- Artist: Linda Ridgway
- Year: 2000
- Medium: Bronze sculpture
- Dimensions: 210 cm × 593 cm × 120 cm (82 in × 233.5 in × 48 in)
- Location: Museum of Fine Arts, Houston, Houston, Texas, United States
- 29°43′36.4″N 95°23′26.3″W﻿ / ﻿29.726778°N 95.390639°W

= The Dance (sculpture) =

Sculpture in Houston, Texas, U.S.

The Dance is an outdoor 2000 bronze sculpture by Linda Ridgway, installed at the Museum of Fine Arts, Houston's Lillie and Hugh Roy Cullen Sculpture Garden in the U.S. state of Texas.

==Description and history==
The sculpture measures 82 × 233 1/2 × 48 in. (208.3 × 593.1 × 121.9 cm). Ridgway cast the artwork from a grapevine in her backyard.

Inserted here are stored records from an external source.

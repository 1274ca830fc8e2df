use crate::{Error, Result};
use serde::{Deserialize, Serialize};
use std::path::{Path, PathBuf};
use std::time::Duration;
use tracing::debug;

/// Template presets for generated filenames.
pub const TEMPLATE_PRESETS: &[(&str, &str)] = &[
    ("standard", "{author} - {title} ({year})"),
    ("journal", "{author} - {title} - {journal} ({year})"),
    ("year_first", "{year} - {author} - {title}"),
    ("compact", "{author}_{year}_{title}"),
];

/// Application configuration, layered from defaults, an optional TOML file,
/// and `PDF_SHELF_*` environment variables.
#[derive(Debug, Clone, Serialize, Deserialize)]
#[serde(default)]
pub struct Config {
    pub providers: ProviderConfig,
    pub zotero: ZoteroConfig,
    pub rename: RenameConfig,
    pub scan: ScanConfig,
}

#[derive(Debug, Clone, Serialize, Deserialize)]
#[serde(default)]
pub struct ProviderConfig {
    /// Per-provider request timeout in seconds
    pub timeout_secs: u64,
    /// User agent sent to all lookup services
    pub user_agent: String,
}

#[derive(Debug, Clone, Serialize, Deserialize)]
#[serde(default)]
pub struct ZoteroConfig {
    /// Zotero API key; empty disables the Zotero provider and sync
    pub api_key: String,
    /// Numeric library identifier
    pub library_id: String,
    /// "user" or "group"
    pub library_type: String,
}

#[derive(Debug, Clone, Serialize, Deserialize)]
#[serde(default)]
pub struct RenameConfig {
    /// Preset name from `TEMPLATE_PRESETS`, or "custom"
    pub template: String,
    /// Template string used when `template` is "custom"
    pub custom_template: String,
    /// Directory holding the rename journal; defaults to the platform
    /// data directory
    pub data_dir: Option<PathBuf>,
}

#[derive(Debug, Clone, Serialize, Deserialize)]
#[serde(default)]
pub struct ScanConfig {
    /// Maximum number of documents resolved concurrently during a scan
    pub max_concurrent: usize,
}

impl Default for Config {
    fn default() -> Self {
        Self {
            providers: ProviderConfig::default(),
            zotero: ZoteroConfig::default(),
            rename: RenameConfig::default(),
            scan: ScanConfig::default(),
        }
    }
}

impl Default for ProviderConfig {
    fn default() -> Self {
        Self {
            timeout_secs: 10,
            user_agent: format!(
                "pdf-shelf/{} (https://github.com/Ladvien/pdf_shelf)",
                env!("CARGO_PKG_VERSION")
            ),
        }
    }
}

impl Default for ZoteroConfig {
    fn default() -> Self {
        Self {
            api_key: String::new(),
            library_id: String::new(),
            library_type: "user".to_string(),
        }
    }
}

impl Default for RenameConfig {
    fn default() -> Self {
        Self {
            template: "standard".to_string(),
            custom_template: String::new(),
            data_dir: None,
        }
    }
}

impl Default for ScanConfig {
    fn default() -> Self {
        Self { max_concurrent: 4 }
    }
}

impl Config {
    /// Load configuration from an optional file path, the default config
    /// location, and environment variables (in increasing precedence).
    pub fn load(path: Option<&Path>) -> Result<Self> {
        let mut builder = config::Config::builder();

        match path {
            Some(explicit) => {
                builder = builder.add_source(config::File::from(explicit));
            }
            None => {
                if let Some(default_path) = Self::default_config_path() {
                    builder =
                        builder.add_source(config::File::from(default_path).required(false));
                }
            }
        }

        builder = builder.add_source(
            config::Environment::with_prefix("PDF_SHELF")
                .separator("__")
                .try_parsing(true),
        );

        let config: Self = builder.build()?.try_deserialize()?;
        config.validate()?;
        debug!("Loaded configuration: template={}", config.rename.template);
        Ok(config)
    }

    /// Default config file location (`<config dir>/pdf-shelf/config.toml`).
    pub fn default_config_path() -> Option<PathBuf> {
        dirs::config_dir().map(|dir| dir.join("pdf-shelf").join("config.toml"))
    }

    /// Directory holding mutable state (the rename journal).
    pub fn data_dir(&self) -> PathBuf {
        self.rename.data_dir.clone().unwrap_or_else(|| {
            dirs::data_local_dir()
                .unwrap_or_else(|| PathBuf::from("."))
                .join("pdf-shelf")
        })
    }

    /// Path of the rename journal file.
    pub fn journal_path(&self) -> PathBuf {
        self.data_dir().join("rename_log.json")
    }

    /// Resolve the active filename template: an explicit argument wins,
    /// then the configured preset or custom string, then "standard".
    pub fn resolve_template(&self, explicit: Option<&str>) -> String {
        if let Some(t) = explicit {
            return Self::preset(t).unwrap_or(t).to_string();
        }
        if self.rename.template == "custom" && !self.rename.custom_template.is_empty() {
            return self.rename.custom_template.clone();
        }
        Self::preset(&self.rename.template)
            .unwrap_or(TEMPLATE_PRESETS[0].1)
            .to_string()
    }

    fn preset(name: &str) -> Option<&'static str> {
        TEMPLATE_PRESETS
            .iter()
            .find(|(key, _)| *key == name)
            .map(|(_, template)| *template)
    }

    /// Per-provider lookup timeout.
    pub fn provider_timeout(&self) -> Duration {
        Duration::from_secs(self.providers.timeout_secs)
    }

    /// Validate configuration values.
    pub fn validate(&self) -> Result<()> {
        if self.providers.timeout_secs == 0 || self.providers.timeout_secs > 300 {
            return Err(Error::InvalidInput {
                field: "providers.timeout_secs".to_string(),
                reason: "must be between 1 and 300 seconds".to_string(),
            });
        }

        if self.scan.max_concurrent == 0 || self.scan.max_concurrent > 16 {
            return Err(Error::InvalidInput {
                field: "scan.max_concurrent".to_string(),
                reason: "must be between 1 and 16".to_string(),
            });
        }

        if self.zotero.library_type != "user" && self.zotero.library_type != "group" {
            return Err(Error::InvalidInput {
                field: "zotero.library_type".to_string(),
                reason: "must be 'user' or 'group'".to_string(),
            });
        }

        let known_preset = Self::preset(&self.rename.template).is_some();
        if !known_preset && self.rename.template != "custom" {
            return Err(Error::InvalidInput {
                field: "rename.template".to_string(),
                reason: format!("unknown template preset '{}'", self.rename.template),
            });
        }
        if self.rename.template == "custom" && self.rename.custom_template.is_empty() {
            return Err(Error::InvalidInput {
                field: "rename.custom_template".to_string(),
                reason: "custom template selected but no template string set".to_string(),
            });
        }

        Ok(())
    }
}

impl ZoteroConfig {
    /// Whether enough credentials are present to talk to the Zotero API.
    /// Missing credentials are a normal state, not an error: the Zotero
    /// provider and attachment sync simply become unavailable.
    pub fn configured(&self) -> bool {
        !self.api_key.is_empty() && !self.library_id.is_empty()
    }
}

The work was commissioned by the museum "in celebration of the life of Karen H. Susman from the partners and spouses at Susman Godfrey L.L.P.". It was unveiled in a private ceremony in 2000.

==Reception==
In 2000, Jeanne Claire van Ryzin of the Austin American-Statesman said the artwork "is a delicate piece like so much of Ridgway's other work".

In 2016, Culture Trip's Lucy Andia wrote, "The connection between art and nature is no more explicit than in Linda Ridgway’s, The Dance which was cast from a grapevine that grew in her own backyard. Positioned as though it is freely crawling up the wall, this sculpture serves as a reminder that art can be natural in the same way that nature can be art. Here Ridgway has articulated the trend of imitation of the organic that occurred in the 1980s and 1990s in such ideal surroundings that it is hard to imagine this sculpture existing anywhere else."

In 2018, the Houston Chronicles Molly Glentzer said the sculpture "could be mistaken for a dormant vine on a wall" and wrote, "But Linda Ridgway's delicate site-specific piece always demands a look. It tricks my gardening eyes even though I know what it is, clinging to a wall like a dormant grapevine."